All change for A Level

Wednesday, May 30th, 2012

Hot on the heels of planned reforms at GCSE level (discussed on our blog last month) there are now rumours of changes at A Level. This is an often see pattern in educational reform, changes are made at school level and then followed by changes at sixth form/college/A Level. The suggested changes seem to be as a result of the continual rise of pass rates at GCSE and A Level over the last few years and the implication that the system has been dumbed down. Many educators now want to see a return to a more academically rigorous system where there are less modules and more end of year/course exams.

This summer Ofqual (regulator of qualifications, examinations and assessments in England) will consult on moving away from the A Level modular system. Recently Ofqaul compared exam papers over the last ten years and found they were easier – there are now fewer essay questions and more multiple choice (often referred to a multiple guess) questions.

So what might exam reform at A Level look like?

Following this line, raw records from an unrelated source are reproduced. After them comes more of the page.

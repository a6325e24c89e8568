//! Configuration module for the Druid client.
//!
//! Handles endpoint URLs, retry policy, timeouts and credentials.

mod settings;

pub use settings::{expand_env_vars, AuthSettings, Settings, SettingsError};
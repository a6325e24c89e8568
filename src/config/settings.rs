//! TOML-based configuration of the Druid client.
//!
//! Example configuration:
//! ```toml
//! broker_url = "http://broker:8082"
//! coordinator_url = "http://coordinator:8081"
//! overlord_url = "http://overlord:8090"
//! retries = 2
//! retry_delay_ms = 500
//! timeout_secs = 60
//!
//! [auth]
//! username = "druid"
//! password = "${DRUID_PASSWORD}"
//! ```

use serde::{Deserialize, Serialize};
use std::env;
use std::fs;
use std::path::{Path, PathBuf};
use std::time::Duration;

/// Error type for settings.
#[derive(Debug, thiserror::Error)]
pub enum SettingsError {
    #[error("Config file not found: {0}")]
    FileNotFound(PathBuf),

    #[error("Failed to read config file: {0}")]
    ReadError(#[from] std::io::Error),

    #[error("Failed to parse config file: {0}")]
    ParseError(#[from] toml::de::Error),

    #[error("Missing environment variable: {0}")]
    MissingEnvVar(String),

    #[error("Invalid configuration: {0}")]
    InvalidConfig(String),
}

/// Root configuration structure.
#[derive(Debug, Clone, PartialEq, Deserialize, Serialize)]
#[serde(default)]
pub struct Settings {
    /// Broker base URL; queries are posted here.
    pub broker_url: String,

    /// Coordinator base URL; datasource and lookup management.
    pub coordinator_url: String,

    /// Overlord base URL; task submission and status.
    pub overlord_url: String,

    /// Extra attempts after a retriable failure.
    pub retries: u32,

    /// Pause between attempts, in milliseconds.
    pub retry_delay_ms: u64,

    /// Total request timeout in seconds.
    pub timeout_secs: u64,

    /// Connect timeout in seconds.
    pub connect_timeout_secs: u64,

    /// Pause between task status checks, in seconds.
    pub polling_sleep_secs: u64,

    /// Basic authentication, when the cluster requires it.
    pub auth: Option<AuthSettings>,
}

impl Default for Settings {
    fn default() -> Self {
        Self {
            broker_url: "http://localhost:8082".to_string(),
            coordinator_url: "http://localhost:8081".to_string(),
            overlord_url: "http://localhost:8090".to_string(),
            retries: 2,
            retry_delay_ms: 500,
            timeout_secs: 60,
            connect_timeout_secs: 10,
            polling_sleep_secs: 2,
            auth: None,
        }
    }
}

/// Basic authentication credentials.
#[derive(Debug, Clone, PartialEq, Deserialize, Serialize)]
pub struct AuthSettings {
    pub username: String,

    /// Supports ${ENV_VAR} expansion.
    pub password: String,
}

impl AuthSettings {
    /// Get the password with environment variables expanded.
    pub fn resolved_password(&self) -> Result<String, SettingsError> {
        expand_env_vars(&self.password)
    }
}

impl Settings {
    /// Load settings from a TOML file.
    pub fn from_file<P: AsRef<Path>>(path: P) -> Result<Self, SettingsError> {
        let path = path.as_ref();
        if !path.exists() {
            return Err(SettingsError::FileNotFound(path.to_path_buf()));
        }

        let content = fs::read_to_string(path)?;
        Self::from_toml(&content)
    }

    /// Parse settings from TOML text, expanding environment variables in URLs.
    pub fn from_toml(content: &str) -> Result<Self, SettingsError> {
        let mut settings: Settings = toml::from_str(content)?;
        settings.broker_url = expand_env_vars(&settings.broker_url)?;
        settings.coordinator_url = expand_env_vars(&settings.coordinator_url)?;
        settings.overlord_url = expand_env_vars(&settings.overlord_url)?;
        settings.validate()?;
        Ok(settings)
    }

    /// Load settings from the default config file locations, then apply
    /// environment overrides.
    ///
    /// Searches in order:
    /// 1. Environment variable `DRUID_CONFIG`
    /// 2. `./druid.toml`
    /// 3. `~/.config/druid/config.toml`
    pub fn load() -> Result<Self, SettingsError> {
        let settings = if let Ok(path) = env::var("DRUID_CONFIG") {
            Self::from_file(&path)?
        } else if Path::new("druid.toml").exists() {
            Self::from_file("druid.toml")?
        } else {
            match dirs::config_dir().map(|dir| dir.join("druid").join("config.toml")) {
                Some(user_config) if user_config.exists() => Self::from_file(&user_config)?,
                _ => Settings::default(),
            }
        };
        settings.with_env_overrides()
    }

    /// Apply `DRUID_BROKER_URL`, `DRUID_COORDINATOR_URL`,
    /// `DRUID_OVERLORD_URL` and `DRUID_RETRIES`.
    pub fn with_env_overrides(mut self) -> Result<Self, SettingsError> {
        if let Ok(url) = env::var("DRUID_BROKER_URL") {
            self.broker_url = url;
        }
        if let Ok(url) = env::var("DRUID_COORDINATOR_URL") {
            self.coordinator_url = url;
        }
        if let Ok(url) = env::var("DRUID_OVERLORD_URL") {
            self.overlord_url = url;
        }
        if let Ok(retries) = env::var("DRUID_RETRIES") {
            self.retries = retries.trim().parse().map_err(|_| {
                SettingsError::InvalidConfig(format!("DRUID_RETRIES must be a number, got {:?}", retries))
            })?;
        }
        self.validate()?;
        Ok(self)
    }

    fn validate(&self) -> Result<(), SettingsError> {
        for (name, url) in [
            ("broker_url", &self.broker_url),
            ("coordinator_url", &self.coordinator_url),
            ("overlord_url", &self.overlord_url),
        ] {
            if !(url.starts_with("http://") || url.starts_with("https://")) {
                return Err(SettingsError::InvalidConfig(format!(
                    "{} must be an http(s) URL, got {:?}",
                    name, url
                )));
            }
        }
        Ok(())
    }

    pub fn timeout(&self) -> Duration {
        Duration::from_secs(self.timeout_secs)
    }

    pub fn connect_timeout(&self) -> Duration {
        Duration::from_secs(self.connect_timeout_secs)
    }

    pub fn retry_delay(&self) -> Duration {
        Duration::from_millis(self.retry_delay_ms)
    }

    pub fn polling_sleep(&self) -> Duration {
        Duration::from_secs(self.polling_sleep_secs)
    }
}

/// Expand environment variables in a string.
///
/// Supports `${VAR}` and `$VAR` syntax. A `$` not followed by a name is kept.
pub fn expand_env_vars(s: &str) -> Result<String, SettingsError> {
    let mut result = String::with_capacity(s.len());
    let mut chars = s.chars().peekable();

    while let Some(c) = chars.next() {
        if c != '$' {
            result.push(c);
            continue;
        }

        let var_name: String = if chars.next_if_eq(&'{').is_some() {
            let name: String = std::iter::from_fn(|| chars.next_if(|ch| *ch != '}')).collect();
            chars.next_if_eq(&'}');
            name
        } else {
            std::iter::from_fn(|| chars.next_if(|ch| ch.is_alphanumeric() || *ch == '_')).collect()
        };

        if var_name.is_empty() {
            result.push('$');
            continue;
        }
        let value = env::var(&var_name).map_err(|_| SettingsError::MissingEnvVar(var_name.clone()))?;
        result.push_str(&value);
    }

    Ok(result)
}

  • It might involve a return to traditional end of course exams which means slow and steady progress will be needed throughout the whole of the course.
  • The type of questions in exam papers may be changed to involve more essays and critical thinking.
  • There may be the introduction of other qualifications alongside the A Level including Diplomas.
  • There may be more focus on children learning independent study skills – this is where a private tutor can really help embed those skills.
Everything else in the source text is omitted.